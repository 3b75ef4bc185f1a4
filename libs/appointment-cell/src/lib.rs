pub mod handlers;
pub mod models;
pub mod router;
pub mod services;

pub use models::*;
pub use router::{appointment_routes, subscription_routes, AppointmentState};
pub use services::*;
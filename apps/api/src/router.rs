use std::sync::Arc;

use axum::{routing::get, Router};

use appointment_cell::{appointment_routes, subscription_routes, AppointmentState};
use availability_cell::{availability_routes, AvailabilityState};

pub fn create_router(availability: Arc<AvailabilityState>, appointments: Arc<AppointmentState>) -> Router {
    Router::new()
        .route("/", get(|| async { "Therapy booking API is running!" }))
        .nest("/professionals", availability_routes(availability))
        .nest("/appointments", appointment_routes(appointments.clone()))
        .nest("/subscriptions", subscription_routes(appointments))
}
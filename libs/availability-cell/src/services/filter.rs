// libs/availability-cell/src/services/filter.rs

use chrono::{DateTime, Utc};

use shared_config::BookingConflictRule;
use shared_models::{Appointment, BlockedInterval, ClinicTimezone, SchedulingError};

use crate::models::CandidateSlot;

/// Marks candidate slots unavailable when they are blocked, booked or already started.
///
/// Slots are local wall-clock values; they are converted to instants here and nowhere
/// else in the cell.
#[derive(Debug, Clone, Copy)]
pub struct SlotFilter {
    timezone: ClinicTimezone,
    conflict_rule: BookingConflictRule,
}

impl SlotFilter {
    pub fn new(timezone: ClinicTimezone, conflict_rule: BookingConflictRule) -> Self {
        Self {
            timezone,
            conflict_rule,
        }
    }

    /// `[start, end)` instants of a slot.
    pub fn slot_instants(&self, slot: &CandidateSlot) -> Result<(DateTime<Utc>, DateTime<Utc>), SchedulingError> {
        Ok((
            self.timezone.localize(slot.date, slot.start_time)?,
            self.timezone.localize(slot.date, slot.end_time)?,
        ))
    }

    /// Annotate every slot with its availability. Order and length are preserved.
    pub fn annotate(
        &self,
        slots: Vec<CandidateSlot>,
        blocked: &[BlockedInterval],
        appointments: &[Appointment],
        now: DateTime<Utc>,
    ) -> Result<Vec<CandidateSlot>, SchedulingError> {
        slots
            .into_iter()
            .map(|mut slot| {
                let (start, end) = self.slot_instants(&slot)?;
                slot.available = self.occurs(&slot, start, end)
                    && start > now
                    && !is_blocked(start, end, blocked)
                    && !self.is_booked(start, end, appointments);
                Ok(slot)
            })
            .collect()
    }

    /// Only the slots that remain available.
    pub fn apply(
        &self,
        slots: Vec<CandidateSlot>,
        blocked: &[BlockedInterval],
        appointments: &[Appointment],
        now: DateTime<Utc>,
    ) -> Result<Vec<CandidateSlot>, SchedulingError> {
        Ok(self
            .annotate(slots, blocked, appointments, now)?
            .into_iter()
            .filter(|slot| slot.available)
            .collect())
    }

    /// A slot whose local start falls in a DST gap has no instants of its own.
    fn occurs(&self, slot: &CandidateSlot, start: DateTime<Utc>, end: DateTime<Utc>) -> bool {
        self.timezone.exists(slot.date, slot.start_time) && start < end
    }

    fn is_booked(&self, start: DateTime<Utc>, end: DateTime<Utc>, appointments: &[Appointment]) -> bool {
        appointments
            .iter()
            .filter(|a| a.status.is_active())
            .any(|a| match self.conflict_rule {
                BookingConflictRule::StartInstant => a.scheduled_at == start,
                BookingConflictRule::IntervalOverlap => a.scheduled_at < end && start < a.ends_at(),
            })
    }
}

fn is_blocked(start: DateTime<Utc>, end: DateTime<Utc>, blocked: &[BlockedInterval]) -> bool {
    blocked.iter().any(|b| b.overlaps(start, end))
}
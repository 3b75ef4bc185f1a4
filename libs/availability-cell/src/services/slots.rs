// libs/availability-cell/src/services/slots.rs

use chrono::NaiveDate;

use shared_models::{LocalTimeOfDay, SchedulingError, END_OF_DAY_MINUTES};

use crate::models::{CandidateSlot, TimeWindow};

/// Splits availability windows into fixed-length, hour-aligned candidate slots.
#[derive(Debug, Clone, Copy)]
pub struct SlotGenerator {
    duration_minutes: u16,
}

impl SlotGenerator {
    pub fn new(duration_minutes: u32) -> Result<Self, SchedulingError> {
        if duration_minutes == 0 || duration_minutes > END_OF_DAY_MINUTES as u32 {
            return Err(SchedulingError::invalid(format!(
                "slot duration must be between 1 and {} minutes, got {}",
                END_OF_DAY_MINUTES, duration_minutes
            )));
        }

        Ok(Self {
            duration_minutes: duration_minutes as u16,
        })
    }

    pub fn duration_minutes(&self) -> u32 {
        self.duration_minutes as u32
    }

    /// Walk the window in `duration` steps, keeping steps that start on the hour and
    /// end inside the window.
    pub fn generate(&self, date: NaiveDate, window: &TimeWindow) -> Vec<CandidateSlot> {
        let mut slots = Vec::new();
        let mut cursor = window.start_minutes();

        while cursor + self.duration_minutes <= window.end_minutes() {
            let end = cursor + self.duration_minutes;
            if let (Some(start_time), Some(end_time)) =
                (LocalTimeOfDay::from_minutes(cursor), LocalTimeOfDay::from_minutes(end))
            {
                if start_time.is_hour_aligned() {
                    slots.push(CandidateSlot {
                        date,
                        start_time,
                        end_time,
                        available: true,
                    });
                }
            }
            cursor = end;
        }

        slots
    }

    /// Slots for every window, ordered by start. Windows that overlap each other never
    /// produce overlapping slots.
    pub fn generate_all(&self, date: NaiveDate, windows: &[TimeWindow]) -> Vec<CandidateSlot> {
        let mut slots: Vec<CandidateSlot> = windows
            .iter()
            .flat_map(|window| self.generate(date, window))
            .collect();

        slots.sort_by_key(|slot| (slot.start_time, slot.end_time));
        remove_overlapping_slots(slots)
    }
}

fn remove_overlapping_slots(slots: Vec<CandidateSlot>) -> Vec<CandidateSlot> {
    let mut result: Vec<CandidateSlot> = Vec::with_capacity(slots.len());
    let mut last_end = LocalTimeOfDay::MIDNIGHT;

    for slot in slots {
        if result.is_empty() || slot.start_time >= last_end {
            last_end = slot.end_time;
            result.push(slot);
        }
    }

    result
}
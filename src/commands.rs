//! Command entry points behind the CLI.

use anyhow::{Context, Result, bail};
use std::path::{Path, PathBuf};
use tracing::debug;

use crate::ai::AiGateway;
use crate::ai::gemini::GeminiBackend;
use crate::archive::ConversationStore;
use crate::config::{self, SiftConfig};
use crate::pipeline::{self, BatchReport};
use crate::reputation::ReputationStore;
use crate::resolve::{self, DataPaths};
use crate::source::ImapSource;
use crate::types::{Address, Direction};
use crate::util::truncate_chars;

/// Config plus store locations for one data directory.
#[derive(Debug, Clone)]
pub struct Workspace {
    pub config: SiftConfig,
    pub paths: DataPaths,
}

impl Workspace {
    /// Open `data_dir`, or the resolved data directory. The config file
    /// must exist when `require_config` is set.
    pub fn open(data_dir: Option<&Path>, require_config: bool) -> Result<Self> {
        let root = data_dir
            .map(PathBuf::from)
            .unwrap_or_else(resolve::data_dir);
        let config_path = resolve::config_file_in(&root);
        let config = if require_config {
            config::load_config(Some(&config_path))?
        } else {
            config::load_config_or_default(Some(&config_path))?
        };
        debug!(data_dir = %root.display(), "Opened workspace");
        Ok(Self {
            config,
            paths: DataPaths::new(root),
        })
    }

    pub fn gateway(&self) -> Result<AiGateway> {
        let backend = GeminiBackend::from_config(&self.config.ai)?;
        Ok(AiGateway::new(backend, self.config.pipeline.retry_policy()))
    }

    /// Connect to the mailbox and run one batch.
    pub fn run_batch(&self) -> Result<BatchReport> {
        let gateway = self.gateway()?;
        let mut source = ImapSource::connect(&self.config.mailbox)?;
        std::fs::create_dir_all(&self.paths.root)
            .with_context(|| format!("cannot create {}", self.paths.root.display()))?;
        pipeline::run_batch(&mut source, &gateway, &self.config, &self.paths)
    }
}

/// mailsift run
pub fn run(data_dir: Option<&Path>) -> Result<()> {
    let ws = Workspace::open(data_dir, true)?;
    let report = ws.run_batch()?;
    report.print();
    Ok(())
}

/// mailsift refresh [ADDRESS...]
pub fn refresh(data_dir: Option<&Path>, addresses: &[String]) -> Result<()> {
    let ws = Workspace::open(data_dir, true)?;
    let gateway = ws.gateway()?;
    let report = pipeline::refresh_conversations(&gateway, &ws.config, &ws.paths, addresses)?;
    println!(
        "Refreshed {} conversation(s) ({} summary failures, {} style failures)",
        report.refreshed, report.summary_failures, report.style_failures
    );
    Ok(())
}

/// mailsift reputation ADDRESS
pub fn reputation(data_dir: Option<&Path>, address: &str) -> Result<()> {
    let ws = Workspace::open(data_dir, false)?;
    let addr = Address::parse(address)?;
    let store = ReputationStore::load(&ws.paths.reputation());
    match store.lookup(&addr.domain, &addr.local) {
        Some(score) => {
            let verdict = if score >= ws.config.pipeline.valid_score_threshold {
                "valid"
            } else {
                "invalid"
            };
            println!("{}: {} ({})", addr, score, verdict);
        }
        None => println!("{}: no reputation yet", addr),
    }
    Ok(())
}

/// mailsift show ADDRESS
pub fn show(data_dir: Option<&Path>, address: &str, limit: usize) -> Result<()> {
    let ws = Workspace::open(data_dir, false)?;
    let addr = Address::parse(address)?;
    let store = ConversationStore::load(&ws.paths.conversations());
    let Some(record) = store.get(&addr.key()) else {
        bail!("No conversation with {}", addr);
    };

    println!("Conversation with {}", addr);
    println!("  Messages: {}", record.messages.len());
    println!("  Summary:  {}", record.general_summary);
    match &record.style_profile {
        Some(style) => {
            println!("  Style:");
            println!("    formality: {}", style.formality);
            println!("    tone:      {}", style.tone_description);
            println!("    greeting:  {}", style.greeting_template);
            println!("    sign-off:  {}", style.sign_off_template);
        }
        None => println!("  Style:    (no sent messages yet)"),
    }

    let start = record.messages.len().saturating_sub(limit);
    if start < record.messages.len() {
        println!();
    }
    for msg in &record.messages[start..] {
        let arrow = match msg.direction {
            Direction::Sent => "->",
            Direction::Received => "<-",
        };
        let summary = msg.summary.as_deref().unwrap_or("");
        println!("  {} {} | {}", arrow, msg.subject, truncate_chars(summary, 100));
    }
    Ok(())
}
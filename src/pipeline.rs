//! One batch: fetch, classify, log, archive, refresh memory.

use anyhow::{Context, Result};
use std::time::Instant;
use tracing::{info, warn};

use crate::ai::prompts::PromptSet;
use crate::ai::{AiContext, AiGateway};
use crate::archive::{ArchiveReport, Archiver, ConversationStore};
use crate::classify::Classifier;
use crate::config::SiftConfig;
use crate::journal::Journal;
use crate::memory::{Memory, RefreshReport};
use crate::reputation::ReputationStore;
use crate::resolve::DataPaths;
use crate::source::MailboxSource;
use crate::store;
use crate::types::{Direction, Message};
use crate::util::Pacer;

#[derive(Debug, Default)]
pub struct BatchReport {
    pub fetched: usize,
    pub valid: usize,
    pub invalid: usize,
    pub ai_scored: usize,
    pub ai_failed: usize,
    pub sent_captured: usize,
    pub archive: ArchiveReport,
    pub memory: RefreshReport,
    pub judgments: usize,
}

impl BatchReport {
    pub fn print(&self) {
        println!(
            "Fetched {} unread: {} valid, {} invalid ({} AI-scored, {} AI failures)",
            self.fetched, self.valid, self.invalid, self.ai_scored, self.ai_failed
        );
        println!("Captured {} new sent message(s)", self.sent_captured);
        println!(
            "Archived {} message(s) across {} conversation(s); {} vetted, {} rejected, {} skipped as no-reply",
            self.archive.filed,
            self.archive.touched.len(),
            self.archive.vetted,
            self.archive.rejected,
            self.archive.no_reply
        );
        if self.memory.refreshed > 0 {
            println!(
                "Refreshed {} conversation summar{} ({} summary failures, {} style failures)",
                self.memory.refreshed,
                if self.memory.refreshed == 1 { "y" } else { "ies" },
                self.memory.summary_failures,
                self.memory.style_failures
            );
        }
    }
}

/// Run one full batch against `source`.
///
/// Received messages are committed only after both logs are written. A
/// failure on any single message is recorded inline and never stops the
/// rest of the batch.
pub fn run_batch(
    source: &mut dyn MailboxSource,
    gateway: &AiGateway,
    config: &SiftConfig,
    paths: &DataPaths,
) -> Result<BatchReport> {
    let started = Instant::now();
    let prompts = PromptSet::with_overrides(&config.prompts);
    let pacer = Pacer::new(config.pipeline.rate_limit_delay());
    let ctx = AiContext {
        gateway,
        prompts: &prompts,
        config: &config.pipeline,
        pacer: &pacer,
    };
    let mut journal = Journal::new();
    let mut report = BatchReport::default();

    let received = source.fetch_unread().context("fetching unread messages")?;
    report.fetched = received.len();
    info!(count = received.len(), "Fetched unread messages");

    // Classification
    let classifier = Classifier::new(ctx);
    let mut reputation = ReputationStore::load(&paths.reputation());
    let classified = classifier.classify(received, &mut reputation, &mut journal);
    report.valid = classified.valid.len();
    report.invalid = classified.invalid.len();
    report.ai_scored = classified.ai_scored;
    report.ai_failed = classified.ai_failed;

    reputation.save(&paths.reputation())?;
    store::append_messages(&paths.valid_log(), &classified.valid)?;
    store::append_messages(&paths.invalid_log(), &classified.invalid)?;
    for msg in classified.valid.iter().chain(&classified.invalid) {
        if let Err(e) = source.commit(msg) {
            warn!(id = %msg.id, error = %e, "Could not mark message consumed");
        }
    }

    // Sent capture
    let sent = capture_sent(source, &classifier, config, paths, &mut journal);
    report.sent_captured = sent.len();

    // Archive and memory
    let conversations_path = paths.conversations();
    let mut conversations = ConversationStore::load(&conversations_path);
    report.archive = Archiver::new(ctx).fold(&mut conversations, &classified.valid, &sent, &mut journal);
    report.memory = Memory::new(ctx).refresh(&mut conversations, &report.archive.touched);
    conversations.save(&conversations_path)?;

    report.judgments = journal.len();
    if let Err(e) = journal.flush(&paths.judgments()) {
        warn!(error = %e, "Could not write judgment journal");
    }

    info!(
        elapsed_ms = started.elapsed().as_millis() as u64,
        valid = report.valid,
        invalid = report.invalid,
        touched = report.archive.touched.len(),
        "Batch complete"
    );
    Ok(report)
}

/// Fetch sent messages not yet logged, summarize them and append them to
/// the sent log. Fetch or log failures only cost this batch's sent capture.
fn capture_sent(
    source: &mut dyn MailboxSource,
    classifier: &Classifier,
    config: &SiftConfig,
    paths: &DataPaths,
    journal: &mut Journal,
) -> Vec<Message> {
    let known = store::logged_ids(&paths.sent_log());
    let folder = &config.mailbox.sent_folder;
    let mut sent = match source.fetch_all(folder, Direction::Sent, &known) {
        Ok(sent) => sent,
        Err(e) => {
            warn!(folder = %folder, error = %e, "Could not fetch sent folder");
            return Vec::new();
        }
    };
    sent.retain(|m| !known.contains(&m.id));
    if sent.is_empty() {
        return sent;
    }
    info!(count = sent.len(), "Captured new sent messages");
    classifier.summarize_missing(&mut sent, journal);
    if let Err(e) = store::append_messages(&paths.sent_log(), &sent) {
        warn!(error = %e, "Could not append to sent log");
    }
    sent
}

/// Rerun the summary/style pipeline for `addresses`, or, when empty, for
/// every conversation whose summary is pending or a failure marker.
pub fn refresh_conversations(
    gateway: &AiGateway,
    config: &SiftConfig,
    paths: &DataPaths,
    addresses: &[String],
) -> Result<RefreshReport> {
    let prompts = PromptSet::with_overrides(&config.prompts);
    let pacer = Pacer::new(config.pipeline.rate_limit_delay());
    let ctx = AiContext {
        gateway,
        prompts: &prompts,
        config: &config.pipeline,
        pacer: &pacer,
    };

    let path = paths.conversations();
    let mut conversations = ConversationStore::load(&path);
    let targets: Vec<String> = if addresses.is_empty() {
        conversations
            .records()
            .iter()
            .filter(|(_, record)| record.needs_refresh())
            .map(|(address, _)| address.clone())
            .collect()
    } else {
        addresses.iter().map(|a| a.trim().to_lowercase()).collect()
    };
    if targets.is_empty() {
        info!("No conversations need a refresh");
        return Ok(RefreshReport::default());
    }

    let report = Memory::new(ctx).refresh(&mut conversations, &targets);
    conversations.save(&path)?;
    Ok(report)
}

▶ Task
Could you copy each line of the material that holds "GeminiBackend"?

▶ Result of the exercise
use crate::ai::gemini::GeminiBackend;
        let backend = GeminiBackend::from_config(&self.config.ai)?;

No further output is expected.